# Nds Card Order Not Yet Processed?



## BearSketches (Feb 26, 2019)

I ordered an item from nds card .net (specifically the R41-B9S for my n3ds) about a day ago. However, when I completed the purchase, I never received a confirmation email. I also noticed that the money I "spent" has not been deduced from my bank account for over a day now. I emailed them once with their nds support email, and got no reply within 24 hours. So, I then emailed them using the bengbengxiao email (asked for a chance to cancel the order if it has not been processed yet, as I found a different card that I want to buy) , and have not yet received a reply. Is this normal, and have I been charged?

I do not see any pending charges on my statement, so I'm assuming no, but I also don't wanna get hit with a $40 purchase out of nowhere in a few days from now. Do they tend to be lenient in the sense that I can cancel the order in the situation it is in right now?

I've seen other threads where they email op with a link to their personal paypal, but I haven't gotten any such emails.

Edit: Just got the first reply, though the email did not really answer the questions I asked. Going to try and cancel my order so I can get a different card on the same site.

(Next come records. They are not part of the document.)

//! Variance guards for GARCH-family recursions.
//!
//! Purpose
//! -------
//! Keep the conditional variance `σ²_t` inside a finite, strictly positive
//! range while the optimizer explores parameter space, so every candidate
//! point yields a finite log-likelihood instead of `ln 0` or `exp` overflow.
//!
//! Conventions
//! -----------
//! - Bounds are in scaled variance units (percent² with the default ×100
//!   return scaling).
//! - Variance-level models clamp `σ²_t`; EGARCH clamps `ln σ²_t` to
//!   `[ln min, ln max]` before exponentiating.
//! - A `NaN` variance is not clamped; the recursion reports it as an error.
use crate::garch::errors::{GarchError, GarchResult};

/// Validated lower/upper bounds for `σ²_t`.
#[derive(Debug, Clone, Copy, PartialEq)]
pub struct VarianceGuards {
    /// Lower bound (strictly > 0).
    pub min: f64,
    /// Upper bound (strictly > `min`).
    pub max: f64,
}

impl VarianceGuards {
    /// Construct guards from `(min, max)`.
    ///
    /// # Errors
    /// [`GarchError::InvalidVarianceGuards`] unless both bounds are finite
    /// and `0 < min < max`.
    pub fn new(value: (f64, f64)) -> GarchResult<Self> {
        let (min, max) = value;
        if !min.is_finite() || !max.is_finite() {
            return Err(GarchError::InvalidVarianceGuards {
                min,
                max,
                reason: "Bounds must be finite.",
            });
        }
        if min <= 0.0 {
            return Err(GarchError::InvalidVarianceGuards {
                min,
                max,
                reason: "Lower bound must be positive.",
            });
        }
        if min >= max {
            return Err(GarchError::InvalidVarianceGuards {
                min,
                max,
                reason: "Lower bound must be below the upper bound.",
            });
        }
        Ok(VarianceGuards { min, max })
    }

    #[inline]
    pub fn clamp_variance(&self, value: f64) -> f64 {
        value.clamp(self.min, self.max)
    }

    #[inline]
    pub fn clamp_log_variance(&self, value: f64) -> f64 {
        value.clamp(self.min.ln(), self.max.ln())
    }
}

impl Default for VarianceGuards {
    fn default() -> Self {
        VarianceGuards { min: 1e-8, max: 1e8 }
    }
}

#[cfg(test)]
mod tests {
    use super::*;

    // -------------------------------------------------------------------------
    // Scope
    // -----
    // These tests cover:
    // - Acceptance of valid bounds and each rejection reason.
    // - Clamping in level and log space.
    // -------------------------------------------------------------------------

    #[test]
    fn new_accepts_valid_bounds() {
        let g = VarianceGuards::new((1e-6, 1e6)).unwrap();
        assert_eq!(g.min, 1e-6);
        assert_eq!(g.max, 1e6);
    }

    #[test]
    // Purpose
    // -------
    // Each invalid configuration is rejected with its own reason.
    fn new_rejects_invalid_bounds() {
        for (pair, reason) in [
            ((f64::NAN, 1.0), "Bounds must be finite."),
            ((0.0, 1.0), "Lower bound must be positive."),
            ((2.0, 1.0), "Lower bound must be below the upper bound."),
        ] {
            match VarianceGuards::new(pair) {
                Err(GarchError::InvalidVarianceGuards { reason: r, .. }) => assert_eq!(r, reason),
                other => panic!("expected InvalidVarianceGuards, got {other:?}"),
            }
        }
    }

    #[test]
    fn clamps_in_level_and_log_space() {
        let g = VarianceGuards::new((1e-4, 1e4)).unwrap();
        assert_eq!(g.clamp_variance(-3.0), 1e-4);
        assert_eq!(g.clamp_variance(1e9), 1e4);
        assert_eq!(g.clamp_variance(2.5), 2.5);
        assert_eq!(g.clamp_log_variance(1e3), 1e4_f64.ln());
        assert!(g.clamp_variance(f64::NAN).is_nan());
    }
}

Edit: Issue has been resolved.


----------



## larrypretty (Feb 27, 2019)

How this resolved?


----------



## BearSketches (Feb 27, 2019)

larrypretty said:


> How this resolved?



The manager of the site (email of him is listed on their "Contact Us" page) emailed me back after a long while. Timezones i guess. The communication was a bit frustrating but I do tend to ask a lot of questions and email long responses so that may be why. They ended up cancelling my order like I asked since my order technically never got through anyways.


----------



## Plstic (Feb 27, 2019)

I've never had an issue with ndscard.


----------



## larrypretty (Feb 28, 2019)

BearSketches said:


> The manager of the site (email of him is listed on their "Contact Us" page) emailed me back after a long while. Timezones i guess. The communication was a bit frustrating but I do tend to ask a lot of questions and email long responses so that may be why. They ended up cancelling my order like I asked since my order technically never got through anyways.

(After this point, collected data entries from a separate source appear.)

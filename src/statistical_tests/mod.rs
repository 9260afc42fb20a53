//! statistical_tests — residual diagnostics for fitted volatility models.
//!
//! Purpose
//! -------
//! Check whether standardized residuals `z_t = ε_t / σ_t` look like
//! independent standard-normal draws, as the Gaussian likelihood assumes.
//!
//! Key behaviors
//! -------------
//! - [`LjungBox`]: portmanteau test for remaining autocorrelation, with an
//!   asymptotic χ²(L) p-value.
//! - [`QQPlot`]: sorted residuals paired with standard-normal quantiles,
//!   plus a least-squares reference line.
//! - [`diagnose_residuals`]: both of the above with [`DiagnosticsOptions`].
//! - Input guards live in [`validation`] and are shared by every test.
//!
//! Invariants & assumptions
//! ------------------------
//! - Routines never panic on user input; failures are [`DiagError`] values.
//! - Diagnostics annotate a fit. The orchestration layer skips them when the
//!   fit failed instead of defaulting them to zero.
//!
//! Testing notes
//! -------------
//! - Each module carries unit tests for its error branches and at least one
//!   hand-computed reference value.

pub mod diagnostics;
pub mod errors;
pub mod ljung_box;
pub mod qq;
pub mod validation;

pub use self::diagnostics::{DiagnosticsOptions, ResidualDiagnostics, diagnose_residuals};
pub use self::errors::{DiagError, DiagResult};
pub use self::ljung_box::LjungBox;
pub use self::qq::{QQPlot, QQPoint};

So you just cancel the order from them because the payment isn't passed? I suggest you can try to buy from mod3dscard or modchipsdirect, they both can ship from USA, also if Credit card payment can't go through, the mod3dscard can support you Paypal.


----------



## BearSketches (Mar 4, 2019)

larrypretty said:


> So you just cancel the order from them because the payment isn't passed? I suggest you can try to buy from mod3dscard or modchipsdirect, they both can ship from USA, also if Credit card payment can't go through, the mod3dscard can support you Paypal.


I cancelled the order initially because i changed my mind on what card I wanted to buy. I'll keep in mind the sites you suggested when I try again. Do you know how good their support team is with replying to emails within a reasonable time?


----------



## larrypretty (Mar 4, 2019)

BearSketches said:


> I cancelled the order initially because i changed my mind on what card I wanted to buy. I'll keep in mind the sites you suggested when I try again. Do you know how good their support team is with replying to emails within a reasonable time?


Time lag is there, you can just have a try firstly, for me, usually 2 to 5 hours.

--------------------- MERGED ---------------------------



larrypretty said:


> Time lag is there, you can just have a try firstly, for me, usually 2 to 5 hours.


Mod3dscard has online chat, when they are showing online, you maybe give a try.


----------



## BearSketches (Mar 4, 2019)

larrypretty said:


> Time lag is there, you can just have a try firstly, for me, usually 2 to 5 hours.
> 
> --------------------- MERGED ---------------------------
> 
> ...


Alright, thanks, will definitely consider


----------